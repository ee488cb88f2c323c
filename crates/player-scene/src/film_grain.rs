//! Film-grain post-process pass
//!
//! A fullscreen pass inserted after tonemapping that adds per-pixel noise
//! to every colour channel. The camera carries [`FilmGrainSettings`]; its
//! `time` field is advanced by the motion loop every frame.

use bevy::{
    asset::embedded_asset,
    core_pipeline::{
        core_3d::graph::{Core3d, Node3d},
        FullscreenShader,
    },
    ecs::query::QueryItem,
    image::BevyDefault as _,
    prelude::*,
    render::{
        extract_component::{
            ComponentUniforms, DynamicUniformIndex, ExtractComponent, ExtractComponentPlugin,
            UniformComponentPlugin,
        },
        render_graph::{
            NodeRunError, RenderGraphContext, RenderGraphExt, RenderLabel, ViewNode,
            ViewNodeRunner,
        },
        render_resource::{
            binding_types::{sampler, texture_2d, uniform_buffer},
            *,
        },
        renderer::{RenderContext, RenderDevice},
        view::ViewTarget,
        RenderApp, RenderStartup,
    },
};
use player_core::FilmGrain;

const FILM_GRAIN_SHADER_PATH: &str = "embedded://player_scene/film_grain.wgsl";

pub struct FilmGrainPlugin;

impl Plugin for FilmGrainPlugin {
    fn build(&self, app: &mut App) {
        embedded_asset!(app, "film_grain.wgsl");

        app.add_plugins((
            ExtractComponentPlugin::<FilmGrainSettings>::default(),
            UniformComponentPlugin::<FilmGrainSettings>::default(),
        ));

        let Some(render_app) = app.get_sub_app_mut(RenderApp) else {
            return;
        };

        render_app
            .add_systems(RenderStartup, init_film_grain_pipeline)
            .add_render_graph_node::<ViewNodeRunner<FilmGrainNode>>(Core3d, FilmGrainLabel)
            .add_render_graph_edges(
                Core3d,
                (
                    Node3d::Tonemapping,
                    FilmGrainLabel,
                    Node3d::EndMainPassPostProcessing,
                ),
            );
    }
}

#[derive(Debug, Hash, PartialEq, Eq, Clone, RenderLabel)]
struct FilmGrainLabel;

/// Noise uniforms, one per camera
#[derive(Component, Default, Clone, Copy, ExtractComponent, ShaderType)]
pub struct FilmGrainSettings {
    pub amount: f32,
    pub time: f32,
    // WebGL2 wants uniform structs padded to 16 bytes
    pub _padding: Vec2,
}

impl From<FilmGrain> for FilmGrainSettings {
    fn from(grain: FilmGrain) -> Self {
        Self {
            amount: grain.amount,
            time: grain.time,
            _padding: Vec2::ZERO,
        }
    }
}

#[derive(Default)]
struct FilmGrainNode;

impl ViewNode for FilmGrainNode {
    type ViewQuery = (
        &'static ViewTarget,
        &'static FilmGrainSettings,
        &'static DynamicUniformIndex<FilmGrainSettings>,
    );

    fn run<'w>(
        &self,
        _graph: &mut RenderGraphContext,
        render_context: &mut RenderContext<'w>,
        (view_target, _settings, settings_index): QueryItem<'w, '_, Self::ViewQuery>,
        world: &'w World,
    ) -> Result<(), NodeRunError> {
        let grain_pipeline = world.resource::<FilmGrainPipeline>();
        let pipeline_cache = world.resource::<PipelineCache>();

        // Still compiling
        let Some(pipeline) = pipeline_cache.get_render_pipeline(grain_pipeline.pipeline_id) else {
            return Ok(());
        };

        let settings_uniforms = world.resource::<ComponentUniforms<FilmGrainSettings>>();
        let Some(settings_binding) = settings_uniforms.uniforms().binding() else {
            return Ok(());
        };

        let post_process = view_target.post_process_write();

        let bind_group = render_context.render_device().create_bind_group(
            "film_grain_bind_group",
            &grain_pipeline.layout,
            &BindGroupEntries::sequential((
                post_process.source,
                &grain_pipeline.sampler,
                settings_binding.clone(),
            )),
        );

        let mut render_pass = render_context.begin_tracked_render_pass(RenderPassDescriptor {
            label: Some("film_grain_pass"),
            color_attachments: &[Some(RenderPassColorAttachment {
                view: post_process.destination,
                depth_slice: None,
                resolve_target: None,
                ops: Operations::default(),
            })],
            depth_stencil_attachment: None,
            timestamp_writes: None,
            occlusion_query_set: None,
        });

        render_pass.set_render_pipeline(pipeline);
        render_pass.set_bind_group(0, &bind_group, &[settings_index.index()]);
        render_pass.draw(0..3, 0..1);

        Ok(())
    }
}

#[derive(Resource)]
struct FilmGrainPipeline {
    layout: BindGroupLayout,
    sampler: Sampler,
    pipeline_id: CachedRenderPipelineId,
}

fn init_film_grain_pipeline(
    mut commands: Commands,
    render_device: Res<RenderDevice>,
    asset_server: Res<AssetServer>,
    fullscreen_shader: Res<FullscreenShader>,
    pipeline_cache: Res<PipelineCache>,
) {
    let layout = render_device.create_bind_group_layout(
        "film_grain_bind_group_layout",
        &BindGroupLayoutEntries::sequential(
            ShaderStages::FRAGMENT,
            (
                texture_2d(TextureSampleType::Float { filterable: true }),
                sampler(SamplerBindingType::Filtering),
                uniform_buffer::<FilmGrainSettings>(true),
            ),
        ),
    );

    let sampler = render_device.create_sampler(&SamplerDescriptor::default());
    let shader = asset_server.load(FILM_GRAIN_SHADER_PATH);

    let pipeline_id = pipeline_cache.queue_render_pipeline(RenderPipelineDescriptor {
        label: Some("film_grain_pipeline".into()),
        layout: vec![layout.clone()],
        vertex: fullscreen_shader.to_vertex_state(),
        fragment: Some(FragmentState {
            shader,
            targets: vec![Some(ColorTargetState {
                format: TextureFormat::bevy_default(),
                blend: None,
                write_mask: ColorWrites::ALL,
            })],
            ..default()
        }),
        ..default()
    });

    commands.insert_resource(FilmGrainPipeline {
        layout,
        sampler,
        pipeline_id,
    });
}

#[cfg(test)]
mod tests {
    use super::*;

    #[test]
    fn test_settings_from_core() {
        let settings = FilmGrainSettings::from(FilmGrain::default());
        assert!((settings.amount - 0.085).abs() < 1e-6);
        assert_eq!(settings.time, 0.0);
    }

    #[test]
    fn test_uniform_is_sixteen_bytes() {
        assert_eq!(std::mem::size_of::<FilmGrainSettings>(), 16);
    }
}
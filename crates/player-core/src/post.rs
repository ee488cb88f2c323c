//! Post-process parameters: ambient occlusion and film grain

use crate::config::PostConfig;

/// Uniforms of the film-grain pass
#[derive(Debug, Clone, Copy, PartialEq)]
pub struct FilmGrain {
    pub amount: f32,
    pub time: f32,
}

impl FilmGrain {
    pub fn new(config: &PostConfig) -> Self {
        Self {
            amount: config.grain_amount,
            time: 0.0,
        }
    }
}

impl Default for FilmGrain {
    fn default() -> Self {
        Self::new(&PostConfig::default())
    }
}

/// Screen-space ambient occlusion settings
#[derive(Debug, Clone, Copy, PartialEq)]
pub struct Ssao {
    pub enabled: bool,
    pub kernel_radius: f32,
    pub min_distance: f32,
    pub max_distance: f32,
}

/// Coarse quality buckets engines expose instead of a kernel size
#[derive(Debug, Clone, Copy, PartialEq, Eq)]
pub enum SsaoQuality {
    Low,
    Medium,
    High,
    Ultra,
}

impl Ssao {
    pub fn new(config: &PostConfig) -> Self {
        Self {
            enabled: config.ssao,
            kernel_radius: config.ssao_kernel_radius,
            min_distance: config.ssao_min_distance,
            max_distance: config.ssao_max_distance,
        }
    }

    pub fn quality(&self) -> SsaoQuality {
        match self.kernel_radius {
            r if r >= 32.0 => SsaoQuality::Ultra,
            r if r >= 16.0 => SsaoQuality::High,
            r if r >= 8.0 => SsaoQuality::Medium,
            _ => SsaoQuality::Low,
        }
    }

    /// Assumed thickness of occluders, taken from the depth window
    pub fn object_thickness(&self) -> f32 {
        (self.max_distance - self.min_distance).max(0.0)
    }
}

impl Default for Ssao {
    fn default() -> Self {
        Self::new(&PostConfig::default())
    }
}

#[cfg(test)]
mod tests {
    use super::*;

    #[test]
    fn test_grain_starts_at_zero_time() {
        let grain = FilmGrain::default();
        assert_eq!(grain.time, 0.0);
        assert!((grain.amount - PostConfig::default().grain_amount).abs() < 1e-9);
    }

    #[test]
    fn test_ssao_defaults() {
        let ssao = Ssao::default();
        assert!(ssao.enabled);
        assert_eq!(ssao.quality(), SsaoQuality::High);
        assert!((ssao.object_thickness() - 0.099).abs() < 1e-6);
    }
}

______________________________

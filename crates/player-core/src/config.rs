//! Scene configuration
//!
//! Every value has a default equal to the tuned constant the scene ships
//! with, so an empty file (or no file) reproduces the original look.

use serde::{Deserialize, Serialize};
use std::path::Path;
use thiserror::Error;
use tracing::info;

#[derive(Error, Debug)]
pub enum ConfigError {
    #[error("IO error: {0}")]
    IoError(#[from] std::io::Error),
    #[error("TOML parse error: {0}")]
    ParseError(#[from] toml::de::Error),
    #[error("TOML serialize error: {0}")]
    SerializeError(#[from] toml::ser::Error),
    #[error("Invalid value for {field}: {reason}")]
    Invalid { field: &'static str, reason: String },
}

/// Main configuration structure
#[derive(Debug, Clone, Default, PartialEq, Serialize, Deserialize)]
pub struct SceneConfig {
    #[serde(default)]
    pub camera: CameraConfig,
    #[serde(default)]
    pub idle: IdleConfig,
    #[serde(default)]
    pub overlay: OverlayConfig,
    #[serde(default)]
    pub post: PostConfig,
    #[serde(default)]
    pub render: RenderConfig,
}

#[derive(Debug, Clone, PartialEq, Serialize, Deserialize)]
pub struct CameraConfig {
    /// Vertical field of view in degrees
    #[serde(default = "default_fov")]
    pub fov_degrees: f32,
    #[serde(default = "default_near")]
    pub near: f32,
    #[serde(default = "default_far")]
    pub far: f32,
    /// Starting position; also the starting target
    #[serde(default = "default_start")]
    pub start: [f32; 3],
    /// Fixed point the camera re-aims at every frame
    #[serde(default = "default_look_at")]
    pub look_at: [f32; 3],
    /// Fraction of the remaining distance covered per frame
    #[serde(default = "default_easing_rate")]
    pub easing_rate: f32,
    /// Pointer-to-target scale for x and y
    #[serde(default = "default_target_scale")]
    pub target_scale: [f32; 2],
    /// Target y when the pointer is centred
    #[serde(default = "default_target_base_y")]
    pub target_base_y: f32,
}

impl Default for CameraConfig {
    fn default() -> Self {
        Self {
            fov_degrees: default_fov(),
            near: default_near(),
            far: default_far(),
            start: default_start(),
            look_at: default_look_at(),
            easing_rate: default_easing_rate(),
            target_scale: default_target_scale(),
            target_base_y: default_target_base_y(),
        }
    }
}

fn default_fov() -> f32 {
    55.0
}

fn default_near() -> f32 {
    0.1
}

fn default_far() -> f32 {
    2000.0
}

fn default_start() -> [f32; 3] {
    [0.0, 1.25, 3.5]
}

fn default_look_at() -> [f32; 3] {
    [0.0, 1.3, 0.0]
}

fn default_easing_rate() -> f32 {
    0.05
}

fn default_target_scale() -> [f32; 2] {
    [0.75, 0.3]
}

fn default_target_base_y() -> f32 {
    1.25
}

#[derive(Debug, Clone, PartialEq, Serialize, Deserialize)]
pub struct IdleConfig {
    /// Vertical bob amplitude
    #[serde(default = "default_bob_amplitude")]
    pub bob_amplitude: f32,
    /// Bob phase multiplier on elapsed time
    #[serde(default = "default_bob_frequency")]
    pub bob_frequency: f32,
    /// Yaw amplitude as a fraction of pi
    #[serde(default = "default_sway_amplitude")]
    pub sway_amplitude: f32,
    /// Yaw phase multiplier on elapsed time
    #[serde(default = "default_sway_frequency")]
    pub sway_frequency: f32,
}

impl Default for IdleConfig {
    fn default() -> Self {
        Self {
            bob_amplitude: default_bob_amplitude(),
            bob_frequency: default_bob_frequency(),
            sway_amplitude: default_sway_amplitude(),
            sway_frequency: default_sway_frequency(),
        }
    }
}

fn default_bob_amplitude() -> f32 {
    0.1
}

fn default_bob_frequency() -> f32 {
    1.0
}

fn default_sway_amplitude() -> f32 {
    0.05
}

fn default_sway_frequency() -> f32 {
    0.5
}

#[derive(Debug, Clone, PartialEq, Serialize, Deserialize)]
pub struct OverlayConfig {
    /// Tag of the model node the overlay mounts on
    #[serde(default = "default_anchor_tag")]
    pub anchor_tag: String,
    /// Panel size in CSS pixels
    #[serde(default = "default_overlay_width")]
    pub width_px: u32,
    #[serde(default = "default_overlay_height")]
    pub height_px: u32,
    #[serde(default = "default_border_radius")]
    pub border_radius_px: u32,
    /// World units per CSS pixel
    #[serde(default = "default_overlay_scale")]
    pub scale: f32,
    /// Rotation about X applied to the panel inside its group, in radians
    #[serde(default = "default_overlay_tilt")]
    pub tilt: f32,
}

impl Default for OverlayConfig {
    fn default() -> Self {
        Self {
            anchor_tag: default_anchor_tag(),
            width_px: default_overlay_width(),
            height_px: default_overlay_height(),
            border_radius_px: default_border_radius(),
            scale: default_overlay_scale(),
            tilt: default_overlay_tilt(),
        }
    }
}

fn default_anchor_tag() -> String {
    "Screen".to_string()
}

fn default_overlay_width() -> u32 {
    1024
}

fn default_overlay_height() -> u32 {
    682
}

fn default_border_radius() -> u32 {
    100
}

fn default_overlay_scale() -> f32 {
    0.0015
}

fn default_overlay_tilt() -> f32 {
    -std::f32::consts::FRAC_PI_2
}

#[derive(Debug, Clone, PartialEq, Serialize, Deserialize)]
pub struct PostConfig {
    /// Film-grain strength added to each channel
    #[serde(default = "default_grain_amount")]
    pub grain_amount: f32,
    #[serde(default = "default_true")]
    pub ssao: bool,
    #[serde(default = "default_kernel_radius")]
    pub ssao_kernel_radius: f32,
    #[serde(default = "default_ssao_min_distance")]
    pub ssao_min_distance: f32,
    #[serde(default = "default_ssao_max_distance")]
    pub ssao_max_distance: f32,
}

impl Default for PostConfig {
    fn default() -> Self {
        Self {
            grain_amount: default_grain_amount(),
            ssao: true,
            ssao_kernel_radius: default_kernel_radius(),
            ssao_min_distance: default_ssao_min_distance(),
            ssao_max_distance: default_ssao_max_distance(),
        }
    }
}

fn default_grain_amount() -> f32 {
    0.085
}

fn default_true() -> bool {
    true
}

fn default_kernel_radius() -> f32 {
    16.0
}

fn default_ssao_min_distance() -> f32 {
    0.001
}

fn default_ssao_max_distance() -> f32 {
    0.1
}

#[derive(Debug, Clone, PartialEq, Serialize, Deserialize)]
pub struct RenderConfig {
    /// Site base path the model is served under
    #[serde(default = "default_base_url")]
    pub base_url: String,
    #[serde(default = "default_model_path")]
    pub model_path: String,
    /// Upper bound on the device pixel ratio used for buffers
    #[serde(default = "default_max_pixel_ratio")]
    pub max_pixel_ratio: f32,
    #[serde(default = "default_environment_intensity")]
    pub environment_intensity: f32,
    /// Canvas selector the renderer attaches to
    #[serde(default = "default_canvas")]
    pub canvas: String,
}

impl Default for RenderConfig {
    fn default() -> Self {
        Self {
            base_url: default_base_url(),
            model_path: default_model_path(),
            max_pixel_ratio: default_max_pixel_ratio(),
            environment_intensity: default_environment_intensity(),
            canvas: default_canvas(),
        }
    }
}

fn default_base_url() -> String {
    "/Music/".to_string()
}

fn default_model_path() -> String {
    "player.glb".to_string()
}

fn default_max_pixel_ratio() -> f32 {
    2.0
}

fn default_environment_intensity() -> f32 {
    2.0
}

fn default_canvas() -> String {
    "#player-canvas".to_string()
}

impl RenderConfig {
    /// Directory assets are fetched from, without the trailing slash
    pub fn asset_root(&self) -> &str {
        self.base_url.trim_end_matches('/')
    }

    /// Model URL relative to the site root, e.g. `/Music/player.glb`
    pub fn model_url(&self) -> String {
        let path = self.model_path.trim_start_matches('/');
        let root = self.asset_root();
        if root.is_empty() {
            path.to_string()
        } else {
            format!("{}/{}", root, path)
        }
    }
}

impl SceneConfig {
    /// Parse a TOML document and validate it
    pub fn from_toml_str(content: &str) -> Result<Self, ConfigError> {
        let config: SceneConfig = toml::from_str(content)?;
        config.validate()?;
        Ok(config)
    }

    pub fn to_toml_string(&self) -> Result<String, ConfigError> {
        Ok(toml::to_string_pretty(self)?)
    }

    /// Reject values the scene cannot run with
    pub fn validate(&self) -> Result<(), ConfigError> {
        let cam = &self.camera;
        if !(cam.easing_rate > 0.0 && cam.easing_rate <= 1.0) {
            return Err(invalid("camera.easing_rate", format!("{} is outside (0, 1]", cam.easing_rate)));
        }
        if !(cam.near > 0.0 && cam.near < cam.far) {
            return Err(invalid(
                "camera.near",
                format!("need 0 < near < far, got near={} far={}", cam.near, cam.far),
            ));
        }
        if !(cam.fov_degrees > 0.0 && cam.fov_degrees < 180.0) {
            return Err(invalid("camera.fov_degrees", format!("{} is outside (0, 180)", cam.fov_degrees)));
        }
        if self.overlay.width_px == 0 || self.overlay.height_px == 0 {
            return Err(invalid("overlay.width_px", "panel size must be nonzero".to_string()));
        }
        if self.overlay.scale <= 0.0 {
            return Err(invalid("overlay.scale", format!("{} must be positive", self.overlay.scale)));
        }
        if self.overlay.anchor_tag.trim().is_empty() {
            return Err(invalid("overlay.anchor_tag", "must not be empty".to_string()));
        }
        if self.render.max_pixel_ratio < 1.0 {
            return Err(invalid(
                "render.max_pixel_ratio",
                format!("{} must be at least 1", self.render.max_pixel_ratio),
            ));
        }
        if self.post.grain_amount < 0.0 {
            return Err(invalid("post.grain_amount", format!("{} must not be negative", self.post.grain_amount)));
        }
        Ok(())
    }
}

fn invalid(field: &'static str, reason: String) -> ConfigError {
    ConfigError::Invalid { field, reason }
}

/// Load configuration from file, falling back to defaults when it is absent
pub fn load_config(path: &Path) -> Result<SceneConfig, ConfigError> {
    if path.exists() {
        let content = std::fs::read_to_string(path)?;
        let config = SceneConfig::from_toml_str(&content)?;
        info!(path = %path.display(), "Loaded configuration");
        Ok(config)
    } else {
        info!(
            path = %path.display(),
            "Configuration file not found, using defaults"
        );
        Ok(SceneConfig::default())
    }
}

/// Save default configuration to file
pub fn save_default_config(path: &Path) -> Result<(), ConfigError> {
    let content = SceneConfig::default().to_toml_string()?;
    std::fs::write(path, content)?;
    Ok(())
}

______________________________

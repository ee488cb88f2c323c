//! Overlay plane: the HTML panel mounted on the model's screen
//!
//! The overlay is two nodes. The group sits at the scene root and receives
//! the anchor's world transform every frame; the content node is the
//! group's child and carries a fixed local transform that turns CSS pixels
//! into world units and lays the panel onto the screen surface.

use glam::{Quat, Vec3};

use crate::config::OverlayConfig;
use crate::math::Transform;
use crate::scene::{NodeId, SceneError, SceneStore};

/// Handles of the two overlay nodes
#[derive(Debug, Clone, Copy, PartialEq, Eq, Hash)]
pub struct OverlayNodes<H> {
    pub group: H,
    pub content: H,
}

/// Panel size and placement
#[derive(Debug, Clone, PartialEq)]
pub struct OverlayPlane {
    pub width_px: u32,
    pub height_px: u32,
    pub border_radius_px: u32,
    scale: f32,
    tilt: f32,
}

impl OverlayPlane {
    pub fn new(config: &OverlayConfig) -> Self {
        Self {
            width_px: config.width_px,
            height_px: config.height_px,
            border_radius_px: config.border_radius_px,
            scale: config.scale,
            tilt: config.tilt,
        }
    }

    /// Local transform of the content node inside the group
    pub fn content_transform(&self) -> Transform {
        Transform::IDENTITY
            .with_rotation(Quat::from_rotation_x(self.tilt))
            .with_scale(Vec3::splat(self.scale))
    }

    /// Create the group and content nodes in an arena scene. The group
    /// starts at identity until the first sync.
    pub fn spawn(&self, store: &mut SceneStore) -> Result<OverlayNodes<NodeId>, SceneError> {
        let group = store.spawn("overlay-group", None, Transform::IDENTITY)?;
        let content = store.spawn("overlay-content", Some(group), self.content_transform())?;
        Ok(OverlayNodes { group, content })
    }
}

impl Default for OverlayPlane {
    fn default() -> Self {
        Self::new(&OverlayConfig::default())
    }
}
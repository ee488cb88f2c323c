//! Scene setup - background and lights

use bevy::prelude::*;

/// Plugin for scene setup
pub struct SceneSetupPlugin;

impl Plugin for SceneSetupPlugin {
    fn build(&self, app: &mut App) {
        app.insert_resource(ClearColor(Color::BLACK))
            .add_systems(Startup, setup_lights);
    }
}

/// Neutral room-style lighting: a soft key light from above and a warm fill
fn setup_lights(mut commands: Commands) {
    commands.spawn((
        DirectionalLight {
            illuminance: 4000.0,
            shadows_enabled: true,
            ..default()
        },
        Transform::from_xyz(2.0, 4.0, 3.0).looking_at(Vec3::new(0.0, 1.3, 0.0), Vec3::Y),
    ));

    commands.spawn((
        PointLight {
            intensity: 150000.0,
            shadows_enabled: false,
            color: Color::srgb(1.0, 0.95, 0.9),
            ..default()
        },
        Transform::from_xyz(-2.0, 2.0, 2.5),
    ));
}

______________________________

● **Your task**: Some of the data mentions "OverlayPlane". Copy every line where it does.

● **Reply**:
pub struct OverlayPlane {
impl OverlayPlane {
impl Default for OverlayPlane {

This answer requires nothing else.